Innate Immune Signaling in the Pathogenesis of Necrotizing Enterocolitis

Necrotizing enterocolitis (NEC) is a challenging disease to treat, and caring for patients afflicted by it remains both frustrating and difficult. While NEC may develop quickly and without warning, it may also develop slowly, insidiously, and appear to take the caregiver by surprise. In seeking to understand the molecular and cellular processes that lead to NEC development, we have identified a critical role for the receptor for bacterial lipopolysaccharide (LPS) toll like receptor 4 (TLR4) in the pathogenesis of NEC, as its activation within the intestinal epithelium of the premature infant leads to mucosal injury and reduced epithelial repair. The expression and function of TLR4 were found to be particularly elevated within the intestinal mucosa of the premature as compared with the full-term infant, predisposing to NEC development.
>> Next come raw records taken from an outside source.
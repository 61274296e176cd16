//! # ddeck-daemon - Android Device Sources
//!
//! Talks to the Android SDK tools that know about devices: `emulator` for the
//! configured AVDs and `adb` for everything currently connected.
//!
//! Depends on [`ddeck_core`] for domain types and error handling.
//!
//! ## Public API
//!
//! ### AVD Discovery
//! - [`list_android_avds()`] - Configured AVDs as disconnected virtual devices
//! - [`AndroidAvd`] - A parsed AVD entry
//!
//! ### Connected Devices
//! - [`DeviceBridge`] - `adb` wrapper listing connected devices
//! - [`AdbOptions`] - Timeout and offline-device handling
//! - [`parse_devices_list()`] - Parse `adb devices -l`
//!
//! ### Platform Utilities
//! - [`ToolAvailability`] - Locate `adb` and `emulator`
//! - [`run_tool()`] - Run an SDK tool with a timeout

pub mod adb;
pub mod avds;
pub mod command;
pub mod tool_availability;

// Public API re-exports
pub use adb::{parse_devices_list, AdbDeviceEntry, AdbOptions, AdbState, DeviceBridge};
pub use avds::{list_android_avds, AndroidAvd};
pub use command::run_tool;
pub use tool_availability::ToolAvailability;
Importantly, factors within both the enterocyte itself, such as heat shock protein 70 (Hsp70), and in the extracellular environment, such as amniotic fluid, can curtail the extent of TLR4 signaling and reduce the propensity for NEC development. This review will highlight the critical TLR4-mediated steps that lead to NEC development, with a focus on the proinflammatory responses of TLR4 signaling that have such devastating consequences in the premature host.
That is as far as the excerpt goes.